Landry et Bécart étaient mal ensemble, très mal — au point qu’ils ne s’injuriaient plus et qu’ils affectaient de ne pas se connaître. La figure de Landry ne rencontrait jamais que le dos rond de Bécart, tandis que Bécart passait ses yeux sur Landry, comme s’il regardait au travers.

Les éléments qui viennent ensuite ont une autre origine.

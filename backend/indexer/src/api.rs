//! Axum REST API handlers.

use std::sync::Arc;

use axum::{extract::State, http::StatusCode, response::IntoResponse, Json};
use serde::Serialize;
use sqlx::SqlitePool;

use crate::db;
use crate::events::EventRecord;

#[derive(Clone)]
pub struct ApiState {
    pub pool: SqlitePool,
}

// ─────────────────────────────────────────────────────────
// Response shapes
// ─────────────────────────────────────────────────────────

#[derive(Serialize)]
pub struct AllEventsResponse {
    pub count: usize,
    pub events: Vec<EventRecord>,
}

#[derive(Serialize)]
pub struct ContributionsResponse {
    pub count: usize,
    /// Aggregate of all indexed contribution amounts, in the payment
    /// token's smallest unit.
    pub total_raised: i64,
    pub contributions: Vec<EventRecord>,
}

#[derive(Serialize)]
pub struct HealthResponse {
    pub status: &'static str,
    pub version: &'static str,
}

#[derive(Serialize)]
pub struct ErrorResponse {
    pub error: String,
}

// ─────────────────────────────────────────────────────────
// Handlers
// ─────────────────────────────────────────────────────────

/// `GET /health`
pub async fn health() -> impl IntoResponse {
    Json(HealthResponse {
        status: "ok",
        version: env!("CARGO_PKG_VERSION"),
    })
}

/// `GET /events`
///
/// Returns all indexed coordinator events.
pub async fn get_all_events(State(state): State<Arc<ApiState>>) -> impl IntoResponse {
    match db::get_all_events(&state.pool).await {
        Ok(events) => {
            let count = events.len();
            (
                StatusCode::OK,
                Json(serde_json::json!(AllEventsResponse { count, events })),
            )
                .into_response()
        }
        Err(e) => (
            StatusCode::INTERNAL_SERVER_ERROR,
            Json(serde_json::json!(ErrorResponse {
                error: e.to_string()
            })),
        )
            .into_response(),
    }
}

/// `GET /contributions`
///
/// Returns all indexed contributions plus the aggregate raised total.
pub async fn get_contributions(State(state): State<Arc<ApiState>>) -> impl IntoResponse {
    let contributions = match db::get_contributions(&state.pool).await {
        Ok(rows) => rows,
        Err(e) => {
            return (
                StatusCode::INTERNAL_SERVER_ERROR,
                Json(serde_json::json!(ErrorResponse {
                    error: e.to_string()
                })),
            )
                .into_response()
        }
    };

    match db::get_total_raised(&state.pool).await {
        Ok(total_raised) => {
            let count = contributions.len();
            (
                StatusCode::OK,
                Json(serde_json::json!(ContributionsResponse {
                    count,
                    total_raised,
                    contributions,
                })),
            )
                .into_response()
        }
        Err(e) => (
            StatusCode::INTERNAL_SERVER_ERROR,
            Json(serde_json::json!(ErrorResponse {
                error: e.to_string()
            })),
        )
            .into_response(),
    }
}
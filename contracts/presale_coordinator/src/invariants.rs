#![allow(dead_code)]

extern crate std;

use crate::types::{Campaign, CampaignStatus};
use crate::{HARD_CAP, SOFT_CAP};

/// INV-1: the running total never exceeds the hard cap.
pub fn assert_total_within_cap(campaign: &Campaign) {
    assert!(
        campaign.total_raised <= HARD_CAP,
        "INV-1 violated: total_raised {} exceeds hard cap {}",
        campaign.total_raised,
        HARD_CAP
    );
}

/// INV-2: the running total is never negative.
pub fn assert_total_non_negative(campaign: &Campaign) {
    assert!(
        campaign.total_raised >= 0,
        "INV-2 violated: total_raised is negative ({})",
        campaign.total_raised
    );
}

/// INV-3: contribution invariant — after accepting `amount`, the total grows
/// by exactly `amount`.
pub fn assert_contribution_invariant(total_before: i128, total_after: i128, amount: i128) {
    assert_eq!(
        total_after,
        total_before + amount,
        "INV-3 violated: contribution invariant broken: {} + {} != {}",
        total_before,
        amount,
        total_after
    );
}

/// INV-4: the total never decreases.
pub fn assert_total_monotonic(total_before: i128, total_after: i128) {
    assert!(
        total_after >= total_before,
        "INV-4 violated: total_raised decreased from {} to {}",
        total_before,
        total_after
    );
}

/// INV-5: a finalized campaign must have ended first, and a total at or above
/// the soft cap must report an ended (or finalized) status.
pub fn assert_flags_consistent(campaign: &Campaign) {
    if campaign.finalized {
        assert!(
            matches!(campaign.status, CampaignStatus::Finalized),
            "INV-5 violated: finalized flag set but status is {:?}",
            campaign.status
        );
    }
    if campaign.total_raised >= SOFT_CAP || campaign.manually_closed {
        assert!(
            matches!(
                campaign.status,
                CampaignStatus::Ended | CampaignStatus::Finalized
            ),
            "INV-5 violated: campaign past soft cap or closed but status is {:?}",
            campaign.status
        );
    }
}

/// INV-6: status transition validity. Only forward transitions are allowed:
///   Pending ->  Active | Ended
///   Active  ->  Ended
///   Ended   ->  Finalized
///   Finalized -> (none)
/// Staying in the same state is always valid.
pub fn assert_valid_status_transition(from: &CampaignStatus, to: &CampaignStatus) {
    let valid = from == to
        || matches!(
            (from, to),
            (CampaignStatus::Pending, CampaignStatus::Active)
                | (CampaignStatus::Pending, CampaignStatus::Ended)
                | (CampaignStatus::Active, CampaignStatus::Ended)
                | (CampaignStatus::Ended, CampaignStatus::Finalized)
        );

    assert!(
        valid,
        "INV-6 violated: invalid status transition from {:?} to {:?}",
        from, to
    );
}

/// INV-7: has_ended is monotonic — once reported true, a later observation
/// must not report false.
pub fn assert_ended_monotonic(ended_before: bool, ended_after: bool) {
    assert!(
        !ended_before || ended_after,
        "INV-7 violated: has_ended went from true back to false"
    );
}

/// Run all stateless campaign invariants.
pub fn assert_all_campaign_invariants(campaign: &Campaign) {
    assert_total_within_cap(campaign);
    assert_total_non_negative(campaign);
    assert_flags_consistent(campaign);
}
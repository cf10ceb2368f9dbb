//! Contract events published for off-chain consumers.
//!
//! These are mirrored by `backend/indexer/src/events.rs` — keep the topic
//! symbols and payload shapes in sync when changing either side.

use soroban_sdk::{contracttype, symbol_short, Address, Env};

/// Payload of the `contrib` event, published once per accepted contribution.
#[contracttype]
#[derive(Clone, Debug, Eq, PartialEq)]
pub struct ContributionAccepted {
    /// Caller that paid the contribution.
    pub contributor: Address,
    /// Identity credited with the issued credits.
    pub beneficiary: Address,
    /// Contributed value, in the payment token's smallest unit.
    pub amount: i128,
    /// Credits issued for this contribution.
    pub credits: i128,
    /// Running total after this contribution.
    pub total_raised: i128,
}

/// Topic: `("contrib", beneficiary)`, data: [`ContributionAccepted`].
pub fn contribution_accepted(env: &Env, event: ContributionAccepted) {
    env.events().publish(
        (symbol_short!("contrib"), event.beneficiary.clone()),
        event,
    );
}

/// Topic: `("closed",)`, data: the controller that closed the presale.
pub fn presale_closed(env: &Env, controller: &Address) {
    env.events()
        .publish((symbol_short!("closed"),), controller.clone());
}

/// Topic: `("owner_chg",)`, data: the new issuance owner.
pub fn asset_owner_changed(env: &Env, new_owner: &Address) {
    env.events()
        .publish((symbol_short!("owner_chg"),), new_owner.clone());
}

/// Topic: `("finalized",)`, no payload. Published exactly once.
pub fn finalized(env: &Env) {
    env.events().publish((symbol_short!("finalized"),), ());
}
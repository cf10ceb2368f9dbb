extern crate std;

use crate::invariants::{
    assert_all_campaign_invariants, assert_contribution_invariant, assert_ended_monotonic,
    assert_total_monotonic, assert_valid_status_transition,
};
use crate::test::{advance_to, setup, units};
use crate::CampaignStatus;

#[test]
fn test_pending_before_start() {
    let t = setup();
    assert_eq!(t.coordinator.status(), CampaignStatus::Pending);
    assert!(!t.coordinator.has_ended());
}

#[test]
fn test_active_within_window() {
    let t = setup();
    advance_to(&t.env, t.start);
    assert_eq!(t.coordinator.status(), CampaignStatus::Active);
    assert!(!t.coordinator.has_ended());
}

#[test]
fn test_ended_after_end_marker() {
    let t = setup();
    advance_to(&t.env, t.start + 1);
    assert!(!t.coordinator.has_ended());

    advance_to(&t.env, t.end);
    assert!(t.coordinator.has_ended());
    assert_eq!(t.coordinator.status(), CampaignStatus::Ended);
}

#[test]
fn test_not_ended_under_soft_cap() {
    let t = setup();
    advance_to(&t.env, t.start);

    t.coordinator
        .contribute(&t.contributor, &t.beneficiary, &units(60));
    assert!(!t.coordinator.has_ended());
}

#[test]
fn test_not_ended_just_under_soft_cap() {
    let t = setup();
    advance_to(&t.env, t.start);

    for _ in 0..5 {
        t.coordinator
            .contribute(&t.contributor, &t.beneficiary, &units(1_000));
    }
    t.coordinator
        .contribute(&t.contributor, &t.beneficiary, &units(499));

    assert_eq!(t.coordinator.total_raised(), units(5_499));
    assert!(!t.coordinator.has_ended());
}

#[test]
fn test_ended_at_exact_soft_cap() {
    let t = setup();
    advance_to(&t.env, t.start);

    for _ in 0..5 {
        t.coordinator
            .contribute(&t.contributor, &t.beneficiary, &units(1_000));
    }
    t.coordinator
        .contribute(&t.contributor, &t.beneficiary, &units(500));

    assert_eq!(t.coordinator.total_raised(), units(5_500));
    assert!(t.coordinator.has_ended());
    assert_eq!(t.coordinator.status(), CampaignStatus::Ended);
}

#[test]
fn test_ended_when_manually_closed() {
    let t = setup();
    advance_to(&t.env, t.start + 1);
    assert!(!t.coordinator.has_ended());

    t.coordinator.close_presale(&t.controller);
    assert!(t.coordinator.has_ended());
    assert_eq!(t.coordinator.status(), CampaignStatus::Ended);
}

#[test]
fn test_ended_stays_true_as_clock_advances() {
    let t = setup();
    advance_to(&t.env, t.start + 1);

    t.coordinator.close_presale(&t.controller);

    let mut ended = t.coordinator.has_ended();
    assert!(ended);
    for sequence in [t.start + 2, t.end, t.end + 100] {
        advance_to(&t.env, sequence);
        let now_ended = t.coordinator.has_ended();
        assert_ended_monotonic(ended, now_ended);
        ended = now_ended;
    }
    assert!(ended);
}

#[test]
fn test_status_walks_forward_only() {
    let t = setup();

    let mut previous = t.coordinator.status();
    assert_eq!(previous, CampaignStatus::Pending);

    // Pending -> Active
    advance_to(&t.env, t.start);
    let status = t.coordinator.status();
    assert_valid_status_transition(&previous, &status);
    assert_eq!(status, CampaignStatus::Active);
    previous = status;

    // Active -> Active across contributions
    let mut total = t.coordinator.total_raised();
    for amount in [units(100), units(700)] {
        t.coordinator
            .contribute(&t.contributor, &t.beneficiary, &amount);
        let new_total = t.coordinator.total_raised();
        assert_contribution_invariant(total, new_total, amount);
        assert_total_monotonic(total, new_total);
        total = new_total;

        let status = t.coordinator.status();
        assert_valid_status_transition(&previous, &status);
        previous = status;

        assert_all_campaign_invariants(&t.coordinator.get_campaign());
    }

    // Active -> Ended
    advance_to(&t.env, t.end);
    let status = t.coordinator.status();
    assert_valid_status_transition(&previous, &status);
    assert_eq!(status, CampaignStatus::Ended);
    previous = status;

    // Ended -> Finalized
    t.coordinator.finalize(&t.controller);
    let status = t.coordinator.status();
    assert_valid_status_transition(&previous, &status);
    assert_eq!(status, CampaignStatus::Finalized);

    assert_all_campaign_invariants(&t.coordinator.get_campaign());
}

#[test]
fn test_pending_campaign_can_be_closed() {
    let t = setup();
    assert_eq!(t.coordinator.status(), CampaignStatus::Pending);

    // Manual close before the window opens jumps straight to Ended.
    t.coordinator.close_presale(&t.controller);
    assert_eq!(t.coordinator.status(), CampaignStatus::Ended);
    assert!(t.coordinator.has_ended());
}

#[test]
fn test_total_equals_sum_of_accepted_contributions() {
    let t = setup();
    advance_to(&t.env, t.start);

    let amounts = [units(1), units(17), units(300), units(42)];
    let mut expected = 0i128;
    for amount in amounts {
        t.coordinator
            .contribute(&t.contributor, &t.beneficiary, &amount);
        expected += amount;
    }

    // A rejected contribution contributes nothing to the sum.
    let _ = t
        .coordinator
        .try_contribute(&t.contributor, &t.beneficiary, &units(1_001));

    assert_eq!(t.coordinator.total_raised(), expected);
}
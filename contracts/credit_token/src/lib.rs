//! # Credit Token Contract
//!
//! Mintable companion asset for the presale coordinator. Credits are issued
//! to contribution beneficiaries while the presale runs; there is no holder
//! transfer surface here — unlocking credits for circulation is a
//! post-finalization concern handled outside this contract.
//!
//! | Concern          | Entry Point(s)                         |
//! |------------------|----------------------------------------|
//! | Bootstrap        | [`CreditToken::init`]                  |
//! | Issuance         | [`CreditToken::issue`]                 |
//! | Issuance rights  | `issuance_owner`, `transfer_issuance`  |
//! | Queries          | `balance`, `total_issued`              |
//!
//! Issuance rights belong to a single address (normally the coordinator
//! contract). Every `issue` and `transfer_issuance` call runs under that
//! address's authority, so a coordinator that has handed its rights away can
//! no longer mint.

#![no_std]

use soroban_sdk::{
    contract, contracterror, contractimpl, panic_with_error, symbol_short, Address, Env,
};

mod storage;


use storage::{
    get_balance, get_issuance_owner, get_total_issued, has_issuance_owner, set_balance,
    set_issuance_owner, set_total_issued,
};

#[contracterror]
#[derive(Copy, Clone, Debug, Eq, PartialEq, PartialOrd, Ord)]
#[repr(u32)]
pub enum Error {
    AlreadyInitialized = 1,
    InvalidAmount = 2,
    BalanceOverflow = 3,
}

#[contract]
pub struct CreditToken;

#[contractimpl]
impl CreditToken {
    /// Set the initial issuance owner.
    ///
    /// Must be called exactly once after deployment; a second call fails
    /// with `Error::AlreadyInitialized`.
    pub fn init(env: Env, issuance_owner: Address) {
        if has_issuance_owner(&env) {
            panic_with_error!(&env, Error::AlreadyInitialized);
        }
        set_issuance_owner(&env, &issuance_owner);
    }

    /// Mint `amount` credits to `to`.
    ///
    /// Runs under the issuance owner's authority; `amount` must be positive.
    pub fn issue(env: Env, to: Address, amount: i128) {
        let owner = get_issuance_owner(&env);
        owner.require_auth();

        if amount <= 0 {
            panic_with_error!(&env, Error::InvalidAmount);
        }

        let balance = match get_balance(&env, &to).checked_add(amount) {
            Some(b) => b,
            None => panic_with_error!(&env, Error::BalanceOverflow),
        };
        let total = match get_total_issued(&env).checked_add(amount) {
            Some(t) => t,
            None => panic_with_error!(&env, Error::BalanceOverflow),
        };

        set_balance(&env, &to, balance);
        set_total_issued(&env, total);

        env.events()
            .publish((symbol_short!("issued"), to), amount);
    }

    /// Current holder of issuance rights.
    pub fn issuance_owner(env: Env) -> Address {
        get_issuance_owner(&env)
    }

    /// Hand issuance rights to `new_owner`.
    ///
    /// Runs under the current owner's authority. Rights move immediately;
    /// there is no way back through this contract.
    pub fn transfer_issuance(env: Env, new_owner: Address) {
        let owner = get_issuance_owner(&env);
        owner.require_auth();

        set_issuance_owner(&env, &new_owner);

        env.events()
            .publish((symbol_short!("own_xfer"),), (owner, new_owner));
    }

    /// Credit balance of `id`.
    pub fn balance(env: Env, id: Address) -> i128 {
        get_balance(&env, &id)
    }

    /// Sum of all credits issued so far.
    pub fn total_issued(env: Env) -> i128 {
        get_total_issued(&env)
    }
}
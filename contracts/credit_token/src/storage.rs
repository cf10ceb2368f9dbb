//! Typed helpers over the two storage tiers used by the credit token.
//!
//! ## Instance storage (contract-lifetime TTL)
//!
//! | Key             | Type      | Description                      |
//! |-----------------|-----------|----------------------------------|
//! | `IssuanceOwner` | `Address` | Sole holder of issuance rights   |
//! | `TotalIssued`   | `i128`    | Sum of all credits ever issued   |
//!
//! ## Persistent storage (per-entry TTL)
//!
//! | Key            | Type   | Description                  |
//! |----------------|--------|------------------------------|
//! | `Balance(addr)`| `i128` | Credit balance per holder    |

use soroban_sdk::{contracttype, Address, Env};

/// Approximate ledgers per day (~5 seconds per ledger).
const DAY_IN_LEDGERS: u32 = 17_280;

/// Instance storage: bump by 7 days when below 1 day remaining.
const INSTANCE_BUMP_AMOUNT: u32 = 7 * DAY_IN_LEDGERS;
const INSTANCE_LIFETIME_THRESHOLD: u32 = DAY_IN_LEDGERS;

/// Persistent storage: bump by 30 days when below 7 days remaining.
const PERSISTENT_BUMP_AMOUNT: u32 = 30 * DAY_IN_LEDGERS;
const PERSISTENT_LIFETIME_THRESHOLD: u32 = 7 * DAY_IN_LEDGERS;

#[contracttype]
#[derive(Clone, Debug, Eq, PartialEq)]
pub enum DataKey {
    /// Sole holder of issuance rights (Instance).
    IssuanceOwner,
    /// Running sum of issued credits (Instance).
    TotalIssued,
    /// Credit balance keyed by holder (Persistent).
    Balance(Address),
}

fn bump_instance(env: &Env) {
    env.storage()
        .instance()
        .extend_ttl(INSTANCE_LIFETIME_THRESHOLD, INSTANCE_BUMP_AMOUNT);
}

fn bump_persistent(env: &Env, key: &DataKey) {
    env.storage()
        .persistent()
        .extend_ttl(key, PERSISTENT_LIFETIME_THRESHOLD, PERSISTENT_BUMP_AMOUNT);
}

pub fn has_issuance_owner(env: &Env) -> bool {
    env.storage().instance().has(&DataKey::IssuanceOwner)
}

pub fn set_issuance_owner(env: &Env, owner: &Address) {
    env.storage().instance().set(&DataKey::IssuanceOwner, owner);
    bump_instance(env);
}

/// Panics if the token has not been initialized.
pub fn get_issuance_owner(env: &Env) -> Address {
    bump_instance(env);
    env.storage()
        .instance()
        .get(&DataKey::IssuanceOwner)
        .expect("issuance owner not set")
}

pub fn get_total_issued(env: &Env) -> i128 {
    env.storage()
        .instance()
        .get(&DataKey::TotalIssued)
        .unwrap_or(0)
}

pub fn set_total_issued(env: &Env, total: i128) {
    env.storage().instance().set(&DataKey::TotalIssued, &total);
    bump_instance(env);
}

pub fn get_balance(env: &Env, id: &Address) -> i128 {
    let key = DataKey::Balance(id.clone());
    let balance: Option<i128> = env.storage().persistent().get(&key);
    match balance {
        Some(b) => {
            bump_persistent(env, &key);
            b
        }
        None => 0,
    }
}

pub fn set_balance(env: &Env, id: &Address, balance: i128) {
    let key = DataKey::Balance(id.clone());
    env.storage().persistent().set(&key, &balance);
    bump_persistent(env, &key);
}
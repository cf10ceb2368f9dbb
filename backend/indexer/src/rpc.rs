//! Soroban RPC client — polls `getEvents` and decodes coordinator events.
//!
//! ## Resilience
//!
//! * Exponential back-off is applied when the RPC returns an error or rate-limit
//!   response, up to [`MAX_BACKOFF_SECS`] seconds.
//! * Transient network errors (connection reset, timeout) are retried silently.

use std::time::Duration;

use reqwest::Client;
use serde::Deserialize;
use serde_json::{json, Value};
use tracing::{debug, warn};

use crate::errors::{IndexerError, Result};
use crate::events::{EventKind, PresaleEvent};

const MAX_BACKOFF_SECS: u64 = 60;
const INITIAL_BACKOFF_SECS: u64 = 2;

// ─────────────────────────────────────────────────────────
// JSON-RPC response shapes
// ─────────────────────────────────────────────────────────

#[derive(Debug, Deserialize)]
pub struct RpcResponse {
    pub result: Option<EventsResult>,
    pub error: Option<RpcError>,
}

#[derive(Debug, Deserialize)]
pub struct RpcError {
    pub code: i64,
    pub message: String,
}

#[derive(Debug, Deserialize)]
pub struct EventsResult {
    pub events: Vec<RawEvent>,
    pub cursor: Option<String>,
    #[serde(rename = "latestLedger")]
    pub latest_ledger: Option<u64>,
}

#[derive(Debug, Deserialize, Clone)]
#[allow(dead_code)]
pub struct RawEvent {
    /// XDR-encoded topic list
    pub topic: Vec<String>,
    /// XDR-encoded event value / data
    pub value: Value,
    #[serde(rename = "contractId")]
    pub contract_id: Option<String>,
    #[serde(rename = "txHash")]
    pub tx_hash: Option<String>,
    pub id: Option<String>,
    pub ledger: Option<u64>,
    #[serde(rename = "ledgerClosedAt")]
    pub ledger_closed_at: Option<String>,
    #[serde(rename = "inSuccessfulContractCall")]
    pub in_successful_contract_call: Option<bool>,
    #[serde(rename = "pagingToken")]
    pub paging_token: Option<String>,
}

// ─────────────────────────────────────────────────────────
// Public API
// ─────────────────────────────────────────────────────────

/// Fetch a page of events from the RPC.
///
/// * `start_ledger` — the ledger sequence to scan from (inclusive).
/// * `cursor`       — optional opaque pagination cursor from a previous response.
/// * `limit`        — maximum number of events to return.
///
/// Returns `(events, next_cursor, latest_ledger)`.
pub async fn fetch_events(
    client: &Client,
    rpc_url: &str,
    contract_id: &str,
    start_ledger: u32,
    cursor: Option<&str>,
    limit: u32,
) -> Result<(Vec<RawEvent>, Option<String>, Option<u64>)> {
    let mut backoff = INITIAL_BACKOFF_SECS;

    loop {
        let params = build_params(contract_id, start_ledger, cursor, limit);

        let response = client
            .post(rpc_url)
            .json(&json!({
                "jsonrpc": "2.0",
                "id": 1,
                "method": "getEvents",
                "params": params,
            }))
            .send()
            .await;

        match response {
            Err(e) => {
                warn!("RPC request failed (will retry in {backoff}s): {e}");
                tokio::time::sleep(Duration::from_secs(backoff)).await;
                backoff = (backoff * 2).min(MAX_BACKOFF_SECS);
                continue;
            }
            Ok(resp) => {
                let status = resp.status();
                if status == reqwest::StatusCode::TOO_MANY_REQUESTS {
                    warn!("Rate-limited by RPC (will retry in {backoff}s)");
                    tokio::time::sleep(Duration::from_secs(backoff)).await;
                    backoff = (backoff * 2).min(MAX_BACKOFF_SECS);
                    continue;
                }

                let body: RpcResponse = resp.json().await?;

                if let Some(err) = body.error {
                    // Code -32600 / -32601 are hard failures; everything else we retry
                    if err.code == -32600 || err.code == -32601 {
                        return Err(IndexerError::EventParse(format!(
                            "RPC hard error {}: {}",
                            err.code, err.message
                        )));
                    }
                    warn!(
                        "RPC soft error (will retry in {backoff}s): {} {}",
                        err.code, err.message
                    );
                    tokio::time::sleep(Duration::from_secs(backoff)).await;
                    backoff = (backoff * 2).min(MAX_BACKOFF_SECS);
                    continue;
                }

                let result = body.result.ok_or_else(|| {
                    IndexerError::EventParse("Empty result from getEvents".to_string())
                })?;

                debug!(
                    "Fetched {} events (latest_ledger={:?})",
                    result.events.len(),
                    result.latest_ledger
                );

                return Ok((result.events, result.cursor, result.latest_ledger));
            }
        }
    }
}

fn build_params(contract_id: &str, start_ledger: u32, cursor: Option<&str>, limit: u32) -> Value {
    let mut params = json!({
        "filters": [
            {
                "type": "contract",
                "contractIds": [contract_id]
            }
        ],
        "pagination": {
            "limit": limit
        }
    });

    if let Some(cur) = cursor {
        params["pagination"]["cursor"] = json!(cur);
    } else {
        params["startLedger"] = json!(start_ledger);
    }

    params
}

// ─────────────────────────────────────────────────────────
// Event decoding
// ─────────────────────────────────────────────────────────

/// Decode a list of raw RPC events into [`PresaleEvent`] structs.
pub fn decode_events(raw: &[RawEvent], contract_id: &str) -> Vec<PresaleEvent> {
    raw.iter()
        .filter_map(|e| decode_single(e, contract_id))
        .collect()
}

fn decode_single(raw: &RawEvent, contract_id: &str) -> Option<PresaleEvent> {
    // Extract leading topic symbol to determine event type.
    let first_topic = raw.topic.first()?;
    let kind = EventKind::from_topic(&extract_symbol(first_topic));

    let ledger = raw.ledger.unwrap_or(0) as i64;
    let timestamp = raw
        .ledger_closed_at
        .as_deref()
        .and_then(parse_iso_to_unix)
        .unwrap_or(0);

    let (contributor, beneficiary, amount, credits) = decode_data(raw, &kind);

    Some(PresaleEvent {
        event_type: kind.as_str().to_string(),
        contributor,
        beneficiary,
        amount,
        credits,
        ledger,
        timestamp,
        contract_id: raw
            .contract_id
            .clone()
            .unwrap_or_else(|| contract_id.to_string()),
        tx_hash: raw.tx_hash.clone(),
    })
}

/// Pull apart the JSON `value` blob that Soroban returns for event data.
/// The XDR is decoded by the RPC into a `{"type":…, …}` JSON object.
///
/// Returns `(contributor, beneficiary, amount, credits)`.
fn decode_data(
    raw: &RawEvent,
    kind: &EventKind,
) -> (
    Option<String>,
    Option<String>,
    Option<String>,
    Option<String>,
) {
    let value = &raw.value;
    match kind {
        EventKind::ContributionAccepted => {
            let contributor = extract_field(value, &["contributor", "address"]);
            // Beneficiary rides in the second topic as well as the payload;
            // prefer the payload and fall back to the topic.
            let beneficiary = extract_field(value, &["beneficiary"])
                .or_else(|| raw.topic.get(1).map(|t| extract_symbol(t)));
            let amount = extract_field(value, &["amount"]);
            let credits = extract_field(value, &["credits"]);
            (contributor, beneficiary, amount, credits)
        }
        EventKind::PresaleClosed => {
            // Data is the controller address that closed the presale.
            let contributor = value
                .as_str()
                .map(String::from)
                .or_else(|| extract_field(value, &["controller", "address", "caller"]));
            (contributor, None, None, None)
        }
        EventKind::AssetOwnerChanged => {
            // Data is the new issuance owner.
            let beneficiary = value
                .as_str()
                .map(String::from)
                .or_else(|| extract_field(value, &["new_owner", "address"]));
            (None, beneficiary, None, None)
        }
        EventKind::Finalized => (None, None, None, None),
        EventKind::Unknown => (None, None, None, None),
    }
}

fn extract_field(value: &Value, keys: &[&str]) -> Option<String> {
    for key in keys {
        if let Some(v) = value.get(key) {
            let s = match v {
                Value::String(s) => Some(s.clone()),
                Value::Number(n) => Some(n.to_string()),
                _ => v.as_str().map(String::from),
            };
            if s.is_some() {
                return s;
            }
        }
    }
    None
}

/// Extract a Soroban Symbol or Address from the XDR-decoded topic string.
/// The RPC may return `{"type":"symbol","value":"contrib"}` or just the raw string.
fn extract_symbol(raw: &str) -> String {
    if let Ok(v) = serde_json::from_str::<Value>(raw) {
        if let Some(s) = v.get("value").and_then(|x| x.as_str()) {
            return s.to_string();
        }
    }
    // Fallback: treat the raw string as the symbol
    raw.to_string()
}

/// Parse an ISO-8601 timestamp string into a Unix epoch (seconds).
fn parse_iso_to_unix(s: &str) -> Option<i64> {
    use chrono::DateTime;
    DateTime::parse_from_rfc3339(s)
        .ok()
        .map(|dt| dt.timestamp())
}

// ─────────────────────────────────────────────────────────
// Unit tests
// ─────────────────────────────────────────────────────────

Une telle ignorance l’un de l’autre chez deux voisins est plus grave qu’une dispute.

Cela datait de trois ou quatre ans avant la guerre. Landry était le richard du pays, celui dont les hautes granges encerclent une basse-cour mouvante, des écuries à la chaude haleine, de larges fumiers, signe de prospérité. Confiant dans la force du sol qui alimentait sa vie comme une source généreuse, il dépensait aisément et il aimait à soulever un peu de poussière autour de lui.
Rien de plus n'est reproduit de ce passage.